INSTRUCTIONS FOR THE TASK:
Which lines of the entries below run from the one holding "self.affixes.iter().filter_map(move |affix| match" to the one holding "let slot = match", inclusive? Set down exactly those lines and no others.
*** INPUT DATA ***
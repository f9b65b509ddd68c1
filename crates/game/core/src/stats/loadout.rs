//! Resolved equipment: definitions and affixes looked up once per action.

use crate::env::{
    AffixDefinition, AffixKind, ArmorDefinition, ArmorEffect, AttributeKind, ItemOracle,
    OracleError, SkillOracle, WeaponCategory, WeaponDefinition, WeaponPassiveDefinition,
};
use crate::ledger::StatusKind;
use crate::passive::PassiveEffect;
use crate::state::{Attributes, ItemState, PlayerState};

use super::curve::refined;

/// Summed magnitude and number of contributing affixes for one passive effect.
#[derive(Clone, Copy, Debug, Default, PartialEq)]
pub struct Stacked {
    pub value: f64,
    pub count: u32,
}

impl Stacked {
    pub fn is_active(&self) -> bool {
        self.count > 0
    }

    /// Summed value as a probability.
    pub fn chance(&self) -> f64 {
        self.value.clamp(0.0, 1.0)
    }
}

/// Everything the player has equipped, with every id already resolved.
///
/// Affixes are kept in weapon, armor, armor built-in order.
#[derive(Clone, Debug, Default)]
pub struct Loadout<'a> {
    weapon: Option<(&'a ItemState, &'a WeaponDefinition)>,
    armor: Option<(&'a ItemState, &'a ArmorDefinition)>,
    passive: Option<&'a WeaponPassiveDefinition>,
    affixes: Vec<&'a AffixDefinition>,
}

impl<'a> Loadout<'a> {
    /// Resolves the player's equipment against the content oracles.
    ///
    /// # Errors
    ///
    /// Any id that the oracles do not know is a data-integrity failure and is
    /// reported as an [`OracleError`].
    pub fn resolve(
        player: &'a PlayerState,
        items: &'a dyn ItemOracle,
        skills: &'a dyn SkillOracle,
    ) -> Result<Self, OracleError> {
        let mut loadout = Self::default();

        if let Some(state) = &player.weapon {
            let def = items
                .weapon(&state.id)
                .ok_or_else(|| OracleError::WeaponNotFound(state.id.clone()))?;
            if let Some(passive_id) = &def.passive {
                let passive = skills
                    .weapon_passive(passive_id)
                    .ok_or_else(|| OracleError::PassiveNotFound(passive_id.clone()))?;
                loadout.passive = Some(passive);
            }
            loadout.push_affixes(items, &state.affixes)?;
            loadout.weapon = Some((state, def));
        }

        if let Some(state) = &player.armor {
            let def = items
                .armor(&state.id)
                .ok_or_else(|| OracleError::ArmorNotFound(state.id.clone()))?;
            loadout.push_affixes(items, &state.affixes)?;
            loadout.push_affixes(items, &def.effect.built_in_affixes)?;
            loadout.armor = Some((state, def));
        }

        Ok(loadout)
    }

    fn push_affixes(&mut self, items: &'a dyn ItemOracle, ids: &[String]) -> Result<(), OracleError> {
        for id in ids {
            let affix = items
                .affix(id)
                .ok_or_else(|| OracleError::AffixNotFound(id.clone()))?;
            self.affixes.push(affix);
        }
        Ok(())
    }

    pub fn weapon(&self) -> Option<&'a WeaponDefinition> {
        self.weapon.map(|(_, def)| def)
    }

    pub fn weapon_category(&self) -> Option<WeaponCategory> {
        self.weapon().map(|def| def.category)
    }

    pub fn weapon_passive(&self) -> Option<&'a WeaponPassiveDefinition> {
        self.passive
    }

    pub fn armor(&self) -> Option<&'a ArmorDefinition> {
        self.armor.map(|(_, def)| def)
    }

    pub fn armor_effect(&self) -> Option<&'a ArmorEffect> {
        self.armor().map(|def| &def.effect)
    }

    /// Weapon attack after refinement, 0 when unarmed.
    pub fn refined_weapon_atk(&self) -> u32 {
        self.weapon
            .map_or(0, |(state, def)| refined(def.atk, state.refine_level))
    }

    /// Armor defense after refinement, 0 without armor.
    pub fn refined_armor_def(&self) -> u32 {
        self.armor
            .map_or(0, |(state, def)| refined(def.def, state.refine_level))
    }

    pub fn affixes(&self) -> impl Iterator<Item = &'a AffixDefinition> + '_ {
        self.affixes.iter().copied()
    }

    /// Individual magnitudes of every affix granting `effect`.
    pub fn values(&self, effect: PassiveEffect) -> impl Iterator<Item = f64> + '_ {
        self.affixes.iter().filter_map(move |affix| match affix.kind {
            AffixKind::Passive { effect: e, value } if e == effect => Some(value),
            _ => None,
        })
    }

    pub fn stacked(&self, effect: PassiveEffect) -> Stacked {
        self.values(effect).fold(Stacked::default(), |acc, value| Stacked {
            value: acc.value + value,
            count: acc.count + 1,
        })
    }

    pub fn is_immune(&self, status: StatusKind) -> bool {
        self.stacked(PassiveEffect::immunity_for(status)).is_active()
    }

    /// Flat attribute bonuses from stat affixes and the armor's built-in bonus.
    pub fn attribute_bonus(&self) -> Attributes {
        let mut bonus = self
            .armor_effect()
            .map_or_else(Attributes::default, |effect| effect.bonus);
        for affix in &self.affixes {
            if let AffixKind::Stat { attribute, value } = affix.kind {
                let slot = match attribute {
                    AttributeKind::Str => &mut bonus.strength,
                    AttributeKind::Agi => &mut bonus.agility,
                    AttributeKind::Vit => &mut bonus.vitality,
                    AttributeKind::Int => &mut bonus.intellect,
                };
                *slot = slot.saturating_add(value);
            }
        }
        bonus
    }
}

#[cfg(test)]
mod tests {
    use std::collections::HashMap;

    use super::*;
    use crate::env::{ClassSkillDefinition, RuneDefinition, WeaponArtDefinition};

    #[derive(Default)]
    struct Catalog {
        weapons: HashMap<String, WeaponDefinition>,
        armors: HashMap<String, ArmorDefinition>,
        affixes: HashMap<String, AffixDefinition>,
    }

    impl ItemOracle for Catalog {
        fn weapon(&self, id: &str) -> Option<&WeaponDefinition> {
            self.weapons.get(id)
        }
        fn armor(&self, id: &str) -> Option<&ArmorDefinition> {
            self.armors.get(id)
        }
        fn affix(&self, id: &str) -> Option<&AffixDefinition> {
            self.affixes.get(id)
        }
        fn rune(&self, _id: &str) -> Option<&RuneDefinition> {
            None
        }
    }

    struct NoSkills;

    impl SkillOracle for NoSkills {
        fn weapon_passive(&self, _id: &str) -> Option<&WeaponPassiveDefinition> {
            None
        }
        fn weapon_art(&self, _category: WeaponCategory) -> Option<&WeaponArtDefinition> {
            None
        }
        fn class_skill(&self, _id: &str) -> Option<&ClassSkillDefinition> {
            None
        }
    }

    fn affix(id: &str, kind: AffixKind) -> AffixDefinition {
        AffixDefinition {
            id: id.into(),
            name: id.into(),
            kind,
        }
    }

    fn catalog() -> Catalog {
        let mut catalog = Catalog::default();
        catalog.weapons.insert(
            "sword".into(),
            WeaponDefinition {
                id: "sword".into(),
                name: "Sword".into(),
                category: WeaponCategory::Sword,
                atk: 15,
                max_sockets: 2,
                passive: None,
            },
        );
        catalog.armors.insert(
            "plate".into(),
            ArmorDefinition {
                id: "plate".into(),
                name: "Plate".into(),
                def: 10,
                max_sockets: 1,
                effect: ArmorEffect {
                    bonus: Attributes::new(0, 0, 3, 0),
                    built_in_affixes: vec!["thorny".into()],
                    ..ArmorEffect::default()
                },
            },
        );
        for (id, kind) in [
            (
                "vampiric",
                AffixKind::Passive {
                    effect: PassiveEffect::LifeSteal,
                    value: 1.0,
                },
            ),
            (
                "thorny",
                AffixKind::Passive {
                    effect: PassiveEffect::Thorns,
                    value: 0.2,
                },
            ),
            (
                "mighty",
                AffixKind::Stat {
                    attribute: AttributeKind::Str,
                    value: 5,
                },
            ),
            (
                "venom_ward",
                AffixKind::Passive {
                    effect: PassiveEffect::PoisonImmune,
                    value: 1.0,
                },
            ),
        ] {
            catalog.affixes.insert(id.into(), affix(id, kind));
        }
        catalog
    }

    fn player() -> PlayerState {
        let mut player = PlayerState::from_class(
            "hero",
            &crate::env::ClassTemplate {
                id: "warrior".into(),
                name: "Warrior".into(),
                base_hp: 120,
                attributes: Attributes::new(5, 3, 6, 2),
                skill: "warrior_skill".into(),
                crit_bonus: 0.0,
                starting_weapon: None,
                starting_armor: None,
                starting_potions: 0,
                starting_gold: 0,
            },
            &catalog(),
        )
        .expect("class without starting gear");
        player.weapon = Some(
            ItemState::new("sword", 0)
                .with_affix("vampiric")
                .with_affix("mighty")
                .with_refine_level(3),
        );
        player.armor = Some(
            ItemState::new("plate", 0)
                .with_affix("vampiric")
                .with_affix("venom_ward"),
        );
        player
    }

    #[test]
    fn affixes_stack_across_slots() {
        let catalog = catalog();
        let player = player();
        let loadout = Loadout::resolve(&player, &catalog, &NoSkills).expect("valid loadout");

        let life_steal = loadout.stacked(PassiveEffect::LifeSteal);
        assert_eq!(life_steal.count, 2);
        assert!((life_steal.chance() - 1.0).abs() < 1e-9);
        assert_eq!(loadout.stacked(PassiveEffect::Thorns).count, 1);
        assert!(loadout.is_immune(StatusKind::Poison));
        assert!(!loadout.is_immune(StatusKind::Burn));
    }

    #[test]
    fn attribute_bonus_includes_armor_built_ins() {
        let catalog = catalog();
        let player = player();
        let loadout = Loadout::resolve(&player, &catalog, &NoSkills).expect("valid loadout");
        assert_eq!(loadout.attribute_bonus(), Attributes::new(5, 0, 3, 0));
        assert_eq!(loadout.refined_weapon_atk(), 19);
        assert_eq!(loadout.refined_armor_def(), 10);
    }

    #[test]
    fn unknown_affix_fails_loudly() {
        let catalog = catalog();
        let mut player = player();
        player.weapon = Some(ItemState::new("sword", 0).with_affix("missing"));
        let err = Loadout::resolve(&player, &catalog, &NoSkills).unwrap_err();
        assert_eq!(err, OracleError::AffixNotFound("missing".into()));
    }
}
*** End of INPUT DATA ***
ANSWER BOX:
        self.affixes.iter().filter_map(move |affix| match affix.kind {
            AffixKind::Passive { effect: e, value } if e == effect => Some(value),
            _ => None,
        })
    }

    pub fn stacked(&self, effect: PassiveEffect) -> Stacked {
        self.values(effect).fold(Stacked::default(), |acc, value| Stacked {
            value: acc.value + value,
            count: acc.count + 1,
        })
    }

    pub fn is_immune(&self, status: StatusKind) -> bool {
        self.stacked(PassiveEffect::immunity_for(status)).is_active()
    }

    /// Flat attribute bonuses from stat affixes and the armor's built-in bonus.
    pub fn attribute_bonus(&self) -> Attributes {
        let mut bonus = self
            .armor_effect()
            .map_or_else(Attributes::default, |effect| effect.bonus);
        for affix in &self.affixes {
            if let AffixKind::Stat { attribute, value } = affix.kind {
                let slot = match attribute {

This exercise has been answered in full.